Wie ein Hauch kamen ihr die Worte von den Lippen, während sie in ihren Stuhl zurücksank und ihn noch immer völlig verständnislos anstarrte. Aber als er ihr fest in die Augen sah, schoß eine heiße Blutwelle ihr ins Antlitz, und sie errötete bis zu den Haarwurzeln — sie verstand ihn! Er sah es und schwieg einen Augenblick, um ihr Zeit zu geben, sich zu fassen.

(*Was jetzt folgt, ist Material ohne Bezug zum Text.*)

use super::error::{TemporalError, TemporalResult};
use std::collections::{vec_deque, VecDeque};

/// Fixed-capacity FIFO of records, addressed by distance from the newest.
///
/// Once full, every append drops the oldest record. A capacity of zero is
/// accepted and simply retains nothing.
#[derive(Debug, Clone)]
pub struct BoundedSequence<T> {
    items: VecDeque<T>,
    capacity: usize,
}

impl<T> BoundedSequence<T> {
    pub fn new(capacity: usize) -> Self {
        Self {
            items: VecDeque::with_capacity(capacity),
            capacity,
        }
    }

    /// Adds a record at the live end, returning the record it pushed out
    pub fn append(&mut self, value: T) -> Option<T> {
        if self.capacity == 0 {
            return Some(value);
        }
        let evicted = if self.items.len() == self.capacity {
            self.items.pop_front()
        } else {
            None
        };
        self.items.push_back(value);
        evicted
    }

    /// Record `distance` steps behind the newest one (`0` is the newest)
    pub fn get(&self, distance: usize) -> TemporalResult<&T> {
        let len = self.items.len();
        if distance >= len {
            return Err(TemporalError::IndexOutOfRange {
                index: i64::try_from(distance).unwrap_or(i64::MAX),
                len,
            });
        }
        Ok(&self.items[len - 1 - distance])
    }

    /// Record at physical position `position`, counting from the oldest
    pub fn get_chronological(&self, position: usize) -> Option<&T> {
        self.items.get(position)
    }

    pub fn newest(&self) -> Option<&T> {
        self.items.back()
    }

    /// The last `n` records, oldest first; all of them if `n` exceeds the length
    pub fn last_n(&self, n: usize) -> vec_deque::Iter<'_, T> {
        let skip = self.items.len().saturating_sub(n);
        self.items.range(skip..)
    }

    pub fn iter(&self) -> vec_deque::Iter<'_, T> {
        self.items.iter()
    }

    pub fn len(&self) -> usize {
        self.items.len()
    }

    pub fn is_empty(&self) -> bool {
        self.items.is_empty()
    }

    pub fn is_full(&self) -> bool {
        self.items.len() == self.capacity
    }

    pub fn capacity(&self) -> usize {
        self.capacity
    }

    pub fn clear(&mut self) {
        self.items.clear();
    }
}

impl<T: Clone> BoundedSequence<T> {
    /// All records as an ordered vector, oldest first
    pub fn to_vec(&self) -> Vec<T> {
        self.items.iter().cloned().collect()
    }
}

impl<'a, T> IntoIterator for &'a BoundedSequence<T> {
    type Item = &'a T;
    type IntoIter = vec_deque::Iter<'a, T>;

    fn into_iter(self) -> Self::IntoIter {
        self.items.iter()
    }
}

#[cfg(test)]
mod tests {
    use super::*;

    fn filled(capacity: usize, values: &[i32]) -> BoundedSequence<i32> {
        let mut seq = BoundedSequence::new(capacity);
        for &v in values {
            seq.append(v);
        }
        seq
    }

    #[test]
    fn test_append_within_capacity() {
        let mut seq = BoundedSequence::new(3);
        assert_eq!(seq.append(1), None);
        assert_eq!(seq.append(2), None);
        assert_eq!(seq.len(), 2);
        assert!(!seq.is_full());
    }

    #[test]
    fn test_append_evicts_oldest() {
        let mut seq = filled(3, &[1, 2, 3]);
        assert!(seq.is_full());
        assert_eq!(seq.append(4), Some(1));
        assert_eq!(seq.to_vec(), vec![2, 3, 4]);
        assert_eq!(seq.len(), 3);
    }

    #[test]
    fn test_distance_from_newest() {
        let seq = filled(3, &[1, 2, 3, 4]);
        assert_eq!(*seq.get(0).unwrap(), 4);
        assert_eq!(*seq.get(2).unwrap(), 2);
        assert_eq!(
            seq.get(3),
            Err(TemporalError::IndexOutOfRange { index: 3, len: 3 })
        );
    }

    #[test]
    fn test_chronological_position() {
        let seq = filled(3, &[1, 2, 3, 4]);
        assert_eq!(seq.get_chronological(0), Some(&2));
        assert_eq!(seq.get_chronological(3), None);
        assert_eq!(seq.newest(), Some(&4));
    }

    #[test]
    fn test_last_n() {
        let seq = filled(3, &[1, 2, 3, 4]);
        assert_eq!(seq.last_n(2).copied().collect::<Vec<_>>(), vec![3, 4]);
        assert_eq!(seq.last_n(10).copied().collect::<Vec<_>>(), vec![2, 3, 4]);
        assert_eq!(seq.last_n(0).count(), 0);
    }

    #[test]
    fn test_zero_capacity_retains_nothing() {
        let mut seq = BoundedSequence::new(0);
        assert_eq!(seq.append(1), Some(1));
        assert!(seq.is_empty());
    }

    #[test]
    fn test_get_on_empty() {
        let seq: BoundedSequence<i32> = BoundedSequence::new(2);
        assert!(seq.get(0).is_err());
    }
}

»Um diesen Preis werde ich schweigen,« hub er wieder an. »Ich weiß, es ist der höchste, der mir geboten werden könnte, aber auch der niedrigste, den ich annehmen will. Geben Sie mir jetzt Ihr Wort, daß Sie mein Weib werden wollen, und ich schwöre Ihnen, daß kein Wort über meine Lippen kommen soll.«

Sie sagte nichts und rückte in ihrem Sessel nur noch weiter von ihm fort. Sie sah aus wie ein geängstigtes Kind. Als er diese Bewegung wahrnahm, sprach er mit bitterem Auflachen:

»O, ich weiß, daß Sie sich nichts aus mir machen! Das brauchen Sie mir nicht erst zu sagen. Ich habe Ihnen, der Tochter und Erbin eines Grafen, bis zu diesem Augenblicke niemals als ein Ebenbürtiger gegenübergestanden, Gräfin Florence. Wie sollten Sie sich etwas aus mir machen? Und Sie gehörten einem andern; ich habe nicht einmal wagen dürfen, um Sie zu werben. Aber gestatten Sie mir das jetzt, Florence! Lassen Sie mich Sie lehren, wovon Sie ebensowenig wissen wie ein Kind, — was eines Mannes Liebe sein kann, und ich schwöre Ihnen, Sie sollen mich noch liebgewinnen. Ich bin nicht wie jener fischblütige Narr, dem Sie den Laufpaß gegeben haben. Ich — aber ich erschrecke Sie. Ich will ganz ruhig sein. Ich will warten, bis Sie zu mir sprechen können.«

Erstaunt und erschrocken über sein wie umgewandeltes leidenschaftliches Antlitz, seine leuchtenden Augen, seine beredte Sprache war sie, als er sich über sie beugte, noch weiter von ihm zurückgewichen. Er ging zweimal im Zimmer auf und nieder, ehe er weitersprach. Sie hatte ihre Stellung verändert und saß mit fest zusammengepreßten Händen aufrecht da.

»Können Sie mich jetzt anhören?« fragte er ruhig.